Mr. BURNS, at 262 Broadway, is the New-York agent for 'The
Gentleman's Magazine.' _Appropos_: Why exclude the better sex? As
POWER would say: 'The ladies, you dog--you wouldn't lave out the
ladies, would you?'

       *       *       *       *       *

'STORIES FROM REAL LIFE.'--We have before spoken of this admirable
series, designed to teach true independence and domestic economy;
and the third of the five numbers, now before us, is worthy its
predecessors. It is entitled 'The Harcourts; Illustrating the
Benefits of Retrenchment and Reform,' and is from the pen of a lady.
It well enforces the lesson conveyed in the motto, from IRVING: 'It
is not poverty so much as pretence, that harasses the mind. Have
the courage to appear poor, and you disarm poverty of its sharpest
sting.' We are struck, in perusing this little book, with the nice
tact at _contrast_ of scene and character which the writer displays,
not less than with the plain good sense which marks her reflections
and deductions. 'The Harcourts' exemplify the correctness of the
position assumed in the well-written introduction, which we copy, in
part, below:

    "In searching out the causes of the present deranged state
    of the times, there is one which should not be overlooked.
    Whatever the merchant or the politician may assign as the
    immediate agent, we are persuaded that the fearful increase
    of luxury and ostentation in our houses, our equipages, and
    our dress, is the remote and secret cause, to a great extent,
    that has been stealing the blood from our vitals, until it
    has left us in so enfeebled a state as to fall ready victims
    to the prevailing epidemic.
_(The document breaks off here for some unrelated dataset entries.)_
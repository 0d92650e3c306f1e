//! Scripted host backend for tests
//!
//! Mirrors the real host surface while journaling every interaction, so
//! tests can assert exact handshake/read/register/unregister counts and
//! fire simulated change events on demand.
//!
//! # Usage
//!
//! ```no_run
//! use std::sync::Arc;
//! use battery_host::mock::MockBatteryHost;
//! use battery_host::RawBatteryReading;
//!
//! let host = Arc::new(MockBatteryHost::supported());
//! host.set_reading(RawBatteryReading {
//!     charging: Some(true),
//!     level: Some(0.73),
//!     ..Default::default()
//! });
//! ```

use std::sync::Arc;

use async_trait::async_trait;
use parking_lot::Mutex;
use tokio::sync::mpsc;

use crate::error::{HostError, Result};
use crate::host::{BatteryHost, HostBattery};
use crate::model::{ChangeCategory, RawBatteryReading, RegistrationId};

/// One host interaction, in call order
#[derive(Debug, Clone, Copy, PartialEq, Eq)]
pub enum HostOp {
    /// `BatteryHost::battery` handshake
    Handshake,
    /// `HostBattery::read`
    Read,
    /// `HostBattery::register`
    Register,
    /// `HostBattery::unregister`
    Unregister,
}

#[derive(Default)]
struct MockState {
    reading: RawBatteryReading,
    ops: Vec<HostOp>,
    senders: Vec<(RegistrationId, mpsc::UnboundedSender<RawBatteryReading>)>,
    next_id: u64,
}

/// Scripted battery host
pub struct MockBatteryHost {
    supported: bool,
    state: Arc<Mutex<MockState>>,
}

impl MockBatteryHost {
    /// A host whose battery facility is present
    pub fn supported() -> Self {
        Self {
            supported: true,
            state: Arc::new(Mutex::new(MockState::default())),
        }
    }

    /// A host without a battery facility
    pub fn unsupported() -> Self {
        Self {
            supported: false,
            state: Arc::new(Mutex::new(MockState::default())),
        }
    }

    /// A supported host scripted with an initial reading
    pub fn with_reading(reading: RawBatteryReading) -> Self {
        let host = Self::supported();
        host.set_reading(reading);
        host
    }

    /// Replace the reading returned by subsequent reads
    pub fn set_reading(&self, reading: RawBatteryReading) {
        self.state.lock().reading = reading;
    }

    /// Fire a simulated change event at every live registration
    pub fn emit(&self, reading: RawBatteryReading) {
        let mut state = self.state.lock();
        state.reading = reading.clone();
        state
            .senders
            .retain(|(_, sender)| sender.send(reading.clone()).is_ok());
    }

    /// The full interaction journal, in call order
    pub fn operations(&self) -> Vec<HostOp> {
        self.state.lock().ops.clone()
    }

    /// Total host interactions of any kind
    pub fn host_call_count(&self) -> usize {
        self.state.lock().ops.len()
    }

    fn count(&self, op: HostOp) -> usize {
        self.state.lock().ops.iter().filter(|o| **o == op).count()
    }

    /// Number of `battery()` handshakes performed
    pub fn handshake_count(&self) -> usize {
        self.count(HostOp::Handshake)
    }

    /// Number of single-shot reads performed
    pub fn read_count(&self) -> usize {
        self.count(HostOp::Read)
    }

    /// Number of change-event registrations performed
    pub fn register_count(&self) -> usize {
        self.count(HostOp::Register)
    }

    /// Number of deregistrations performed
    pub fn unregister_count(&self) -> usize {
        self.count(HostOp::Unregister)
    }

    /// Registrations currently live (registered and not yet unregistered)
    pub fn live_registrations(&self) -> usize {
        self.state.lock().senders.len()
    }
}

#[async_trait]
impl BatteryHost for MockBatteryHost {
    fn is_supported(&self) -> bool {
        self.supported
    }

    async fn battery(&self) -> Result<Arc<dyn HostBattery>> {
        if !self.supported {
            return Err(HostError::Unsupported);
        }
        self.state.lock().ops.push(HostOp::Handshake);
        Ok(Arc::new(MockBattery {
            state: Arc::clone(&self.state),
        }))
    }
}

struct MockBattery {
    state: Arc<Mutex<MockState>>,
}

#[async_trait]
impl HostBattery for MockBattery {
    async fn read(&self) -> Result<RawBatteryReading> {
        let mut state = self.state.lock();
        state.ops.push(HostOp::Read);
        Ok(state.reading.clone())
    }

    async fn register(
        &self,
        _categories: &[ChangeCategory],
        events: mpsc::UnboundedSender<RawBatteryReading>,
    ) -> Result<RegistrationId> {
        let mut state = self.state.lock();
        state.next_id += 1;
        let id = RegistrationId::new(state.next_id);
        state.ops.push(HostOp::Register);
        state.senders.push((id, events));
        Ok(id)
    }

    async fn unregister(&self, id: RegistrationId) -> Result<()> {
        let mut state = self.state.lock();
        let before = state.senders.len();
        state.senders.retain(|(registered, _)| *registered != id);
        if state.senders.len() == before {
            return Err(HostError::UnknownRegistration(id));
        }
        state.ops.push(HostOp::Unregister);
        Ok(())
    }
}

#[cfg(test)]
mod tests {
    use super::*;

    fn reading(level: f64) -> RawBatteryReading {
        RawBatteryReading {
            charging: Some(false),
            level: Some(level),
            ..Default::default()
        }
    }

    #[tokio::test]
    async fn test_unsupported_host_rejects_handshake() {
        let host = MockBatteryHost::unsupported();
        assert!(!host.is_supported());
        assert!(matches!(host.battery().await, Err(HostError::Unsupported)));
        // A rejected handshake is not a host interaction
        assert_eq!(host.host_call_count(), 0);
    }

    #[tokio::test]
    async fn test_journal_records_call_order() {
        let host = MockBatteryHost::with_reading(reading(0.5));
        let battery = host.battery().await.unwrap();
        battery.read().await.unwrap();

        let (tx, _rx) = mpsc::unbounded_channel();
        let id = battery.register(&ChangeCategory::ALL, tx).await.unwrap();
        battery.unregister(id).await.unwrap();

        assert_eq!(
            host.operations(),
            vec![
                HostOp::Handshake,
                HostOp::Read,
                HostOp::Register,
                HostOp::Unregister
            ]
        );
    }

    #[tokio::test]
    async fn test_emit_reaches_live_registrations_only() {
        let host = MockBatteryHost::supported();
        let battery = host.battery().await.unwrap();

        let (tx_a, mut rx_a) = mpsc::unbounded_channel();
        let (tx_b, mut rx_b) = mpsc::unbounded_channel();
        battery.register(&ChangeCategory::ALL, tx_a).await.unwrap();
        let id_b = battery.register(&ChangeCategory::ALL, tx_b).await.unwrap();
        battery.unregister(id_b).await.unwrap();

        host.emit(reading(0.25));

        assert_eq!(rx_a.recv().await.unwrap().level, Some(0.25));
        assert!(rx_b.try_recv().is_err());
    }

    #[tokio::test]
    async fn test_unregister_unknown_handle() {
        let host = MockBatteryHost::supported();
        let battery = host.battery().await.unwrap();
        assert!(matches!(
            battery.unregister(RegistrationId::new(42)).await,
            Err(HostError::UnknownRegistration(_))
        ));
    }
}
If the healthful occupation and
    the simple living, the free air and honest independence of
    republicanism, have been exchanged for luxurious indolence and
    French cookery, for the stifling marts of manner and fashion,
    and the tinkling chains of European bondage; can we wonder that
    our whole community should be in the condition spoken of by the
    prophet when describing the Jews? 'The whole head is sick and
    the whole heart faint. From the sole of the foot, even unto
    the head, there is no soundness in it.' We have engrafted the
    gorgeous and costly vanities of Europe upon American fortunes,
    and these have not been able to bear their heavy expense. We
    need domestic retrenchment and reform in all the departments
    of home. If we cultivate intellectual refinement and 'true
    independence,' our tastes will become simple, and the glitter
    of fashion will have no power to attract us. In less spacious
    mansions, by more judicious household arrangements, and when
    our daughters are taught to be useful, there will be more home
    comfort, more hearth-side happiness. We need a reformation,
    and the present time is favorable for commencing one. We
    should all learn wisdom from the distress now prevailing.
    If our men become convinced there was more honor and safety
    in their forefathers' mode of transacting business; if our
    females become ashamed of their folly in making our parlors
    'show-rooms' for the upholsterer, the cabinet maker, and the
    importer of fancy articles; if we are forced to acknowledge
    our criminal oversight in making our sons spendthrifts, and
    our daughters walking advertisements of the fashions; then the
    pressure of which we complain, though so hard to bear now, will
    become a source of grateful feeling in the retrospect; for
    its result will then be, a safe and speedy return to American
    feelings, republican simplicity, and honest independence."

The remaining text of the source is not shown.